Allah’ın razı olduğu şeylere “marziyat-ı İlâhî” denilir. Allah, neden razı olduğunu da peygamberleri vasıtası ile kullarına bildirmiştir.
Allah’ın kendini tanıtması, onun bize olan ihtiyacından değil, bizim ona olan ihtiyacımızdan kaynaklanmış ve o da sonsuz rahmetiyle bu fıtrî ihtiyacımızı yerine getirmek için kendini bize tanıtmıştır.
İnsan âciz, güçsüz, zayıf olduğu gibi muhtaç olduğu hiçbir şeyi yaratamayan, her an ihtiyaç duyduğu havayı bile yoktan var etmekten çok uzak olan, diğer yandan bir çiçeği istediği gibi, bir baharı da isteyen, bir baharı arzu ettiği gibi, ölümden sonra cenneti de aşk derecesinde arzulayan, hayalleri, emelleri ebede kadar uzanan zavallı-perişan bir mahluktur.
Bu mahluk bütün kâinatın yegâne sultanı olan Rabbini tanımazsa, bütün ihtiyaçlarını yerine getirebilen kudrete sahip olan kendi malikini bilmezse, bütün dünyanın sultanı dahi olsa kaç para eder.
Allah (cc), “Ben cinleri ve insanları yalnız beni tanıyıp kulluk etsinler diye yarattım.”1 buyurmakta.
Hz. Peygamber (asm) da bir kudsî hadiste: “Ben gizli bir hazine idim, bilinmek istedim [bilinmeye muhabbet ettim] ve kâinatı yarattım”2 buyurarak beşerin nazar-ı dikkatini marziyat-ı İlâhîye’ye çekmektedir.
Demek ki, beşer için, Allah’ı tanımaktan daha önemli bir mesele yoktur.
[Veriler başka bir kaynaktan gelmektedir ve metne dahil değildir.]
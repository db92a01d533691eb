//! The `annotate!` marker macro definition
//!
//! Instrumented sources `include!` this file. Each arm re-creates the original
//! binding and then passes its address, name, file and line to the
//! `llvm.ptr.annotation.p0` intrinsic, which survives lowering into the CPG as
//! a call with four operator arguments.

use std::path::Path;

use crate::Result;

/// Placeholder replaced by the configured macro name
const NAME_PLACEHOLDER: &str = "__MARKER__";

const TEMPLATE: &str = r#"extern "C" {
    #[link_name = "llvm.ptr.annotation.p0"]
    fn llvm_ptr_annotation_p0(
        val: *const u8,
        annotation: *const u8,
        file: *const u8,
        line: i32,
    ) -> *const u8;
}

#[macro_export]
macro_rules! __MARKER__ {
    (mut $var:ident : $ty:ty = $value:expr, $name:literal, $line:expr) => {
        let mut $var: $ty = $value;
        __MARKER__!(@emit $var, $name, $line);
    };
    (mut $var:ident = $value:expr, $name:literal, $line:expr) => {
        let mut $var = $value;
        __MARKER__!(@emit $var, $name, $line);
    };
    ($var:ident : $ty:ty = $value:expr, $name:literal, $line:expr) => {
        let $var: $ty = $value;
        __MARKER__!(@emit $var, $name, $line);
    };
    ($var:ident = $value:expr, $name:literal, $line:expr) => {
        let $var = $value;
        __MARKER__!(@emit $var, $name, $line);
    };
    (@emit $var:ident, $name:literal, $line:expr) => {
        unsafe {
            llvm_ptr_annotation_p0(
                &$var as *const _ as *const u8,
                concat!($name, "\0").as_ptr(),
                concat!(file!(), "\0").as_ptr(),
                $line as i32,
            );
        }
    };
}
"#;

/// Render the marker macro definition under `macro_name`
pub fn render_marker_macro(macro_name: &str) -> String {
    TEMPLATE.replace(NAME_PLACEHOLDER, macro_name)
}

/// Write the marker macro definition to `path`
pub fn write_marker_macro(path: &Path, macro_name: &str) -> Result<()> {
    if let Some(parent) = path.parent() {
        if !parent.as_os_str().is_empty() && !parent.exists() {
            std::fs::create_dir_all(parent)?;
        }
    }
    std::fs::write(path, render_marker_macro(macro_name))?;
    tracing::debug!("Wrote marker macro `{}!` to {}", macro_name, path.display());
    Ok(())
}
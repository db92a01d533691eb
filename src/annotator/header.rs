//! Header placement
//!
//! Leading comments and inner attributes (`#![...]`) must stay at the top of
//! a crate root, so the instrumentation header goes right after them.

/// Index of the line before which the header is inserted.
///
/// Blank lines inside the leading region are allowed but never extend it:
/// the header lands directly after the last comment or attribute line.
pub fn insertion_line<'a>(lines: impl IntoIterator<Item = &'a str>) -> usize {
    let mut insert_at = 0;
    let mut in_block_comment = false;
    let mut attr_depth = 0isize;

    for (idx, line) in lines.into_iter().enumerate() {
        let trimmed = line.trim();

        if in_block_comment {
            insert_at = idx + 1;
            if trimmed.contains("*/") {
                in_block_comment = false;
            }
            continue;
        }
        if attr_depth > 0 {
            insert_at = idx + 1;
            attr_depth += bracket_balance(trimmed);
            continue;
        }
        if trimmed.is_empty() {
            continue;
        }

        if trimmed.starts_with("//") {
            insert_at = idx + 1;
        } else if trimmed.starts_with("/*") {
            insert_at = idx + 1;
            in_block_comment = !trimmed.contains("*/");
        } else if trimmed.starts_with("#!") {
            insert_at = idx + 1;
            attr_depth = bracket_balance(trimmed);
        } else {
            break;
        }
    }

    insert_at
}

/// Insert `header` lines into `text` at the header position.
///
/// Line endings of the original text are preserved.
pub fn insert_header(text: &str, header: &[String]) -> String {
    let lines: Vec<&str> = text.split_inclusive('\n').collect();
    let at = insertion_line(lines.iter().copied());
    let newline = if text.contains("\r\n") { "\r\n" } else { "\n" };

    let mut out = String::with_capacity(text.len() + header.iter().map(|h| h.len() + 2).sum::<usize>());
    for line in &lines[..at] {
        out.push_str(line);
    }
    if !out.is_empty() && !out.ends_with('\n') {
        out.push_str(newline);
    }
    for line in header {
        out.push_str(line);
        out.push_str(newline);
    }
    for line in &lines[at..] {
        out.push_str(line);
    }
    out
}

fn bracket_balance(line: &str) -> isize {
    line.bytes().fold(0, |acc, b| match b {
        b'[' | b'(' => acc + 1,
        b']' | b')' => acc - 1,
        _ => acc,
    })
}
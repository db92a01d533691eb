use owo_colors::Style;
use std::sync::OnceLock;

static THEME: OnceLock<Theme> = OnceLock::new();

#[derive(Debug, Clone)]
pub struct Theme {
    pub header: Style,
    pub success: Style,
    pub error: Style,
    pub warn: Style,
    pub info: Style,
    pub dim: Style,
    pub muted: Style,
    pub name: Style,
}

impl Theme {
    pub fn detect() -> Self {
        let no_color = std::env::var_os("NO_COLOR").is_some_and(|v| !v.is_empty());
        if no_color || !console::Term::stdout().is_term() {
            return Self::plain();
        }
        Self::colored()
    }

    pub fn colored() -> Self {
        Self {
            header: Style::new().cyan().bold(),
            success: Style::new().green().bold(),
            error: Style::new().red().bold(),
            warn: Style::new().yellow().bold(),
            info: Style::new().magenta(),
            dim: Style::new().white().dimmed(),
            muted: Style::new().bright_black(),
            name: Style::new().blue().bold(),
        }
    }

    pub fn plain() -> Self {
        Self {
            header: Style::new(),
            success: Style::new(),
            error: Style::new(),
            warn: Style::new(),
            info: Style::new(),
            dim: Style::new(),
            muted: Style::new(),
            name: Style::new(),
        }
    }
}

pub fn theme() -> &'static Theme {
    THEME.get_or_init(Theme::detect)
}
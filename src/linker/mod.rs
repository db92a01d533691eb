//! Annotation Linker - connects marker calls in a CPG to the variables they document
//!
//! After lowering, each `annotate!` call shows up as a call to the
//! `llvm.ptr.annotation` intrinsic whose arguments are scattered across
//! reference and literal nodes. The linker recovers the (name, filename, line)
//! triple of every marker, merges an `Annotation` node for it and links it to
//! the `VariableDeclaration` nodes whose data flows into the marked value.

pub mod annotation_linker;
pub mod report;

pub use annotation_linker::{AnnotationKey, GraphLinker, LinkStats, MarkerOutcome, UnresolvedReason};
pub use report::{annotation_report, AnnotationSummary, LinkedVariable};

use serde::{Deserialize, Serialize};

use crate::graph::traverse::DEFAULT_MAX_DEPTH;

/// Linker settings, the `[linker]` table of `annolink.toml`
#[derive(Debug, Clone, PartialEq, Eq, Serialize, Deserialize)]
#[serde(default)]
pub struct LinkerConfig {
    /// Substring of `fullName` identifying marker references and calls
    pub marker_symbol: String,
    /// EOG hops walked from the marker reference (the intrinsic's arity)
    pub argument_hops: usize,
    /// Bound on every graph expansion
    pub max_depth: usize,
    /// Key annotations by submission when linking through the pipeline
    pub scope_submissions: bool,
    /// Submission the pass belongs to; part of annotation identity when set
    #[serde(skip)]
    pub submission: Option<String>,
}

impl Default for LinkerConfig {
    fn default() -> Self {
        Self {
            marker_symbol: "llvm.ptr.annotation".to_string(),
            argument_hops: 4,
            max_depth: DEFAULT_MAX_DEPTH,
            scope_submissions: true,
            submission: None,
        }
    }
}

impl LinkerConfig {
    pub fn with_submission(mut self, submission: impl Into<String>) -> Self {
        self.submission = Some(submission.into());
        self
    }
}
Kaldı ki, Allah’ı tanımayan, Allah’a nasıl kulluk edebilir? Marziyat-ı İlâhîye’nin netayicinde, ebedî bir hayat olan cennet gibi mükâfattan nasıl istifade edebilir?
Bu vesile ile Kocaeli ilimizdeki genç kardeşlerimiz hassaten liseli kardeşlerimiz, Marifetullah denilen kâbe-i kemalât yolundaki yapmış oldukları gayretlerini, himmetlerini takdir ediyoruz ve tebrik ediyoruz.
Mutad olarak gerçekleştirilen, marifetullah derslerinin -mana tefekkürlerinin- yanısıra her hafta Cumartesi günleri dağ ve deniz manzaraları eşliğinde Karamürsel ilçemizde öğle namazına müteakip; “bu asrı, belki gelen istikbali tenvir edebilir bir mu’cize-i Kur’âniye olan Risaletü’n-Nurdan”3; marziyat-ı İlâhîye’yi kazanma minhaclarına bir yenisini daha eklediler.
Asrımıza, Cenab-ı Hakk’ın bir ikramı olan Risaletü’n-Nur’dan; merak-ı mucib bahisler, mütalâa ve müzâkere şeklinde gerçekleştirilmektedir.
Bana sizin hizmetiniz değil tesanüdünüz lâzım!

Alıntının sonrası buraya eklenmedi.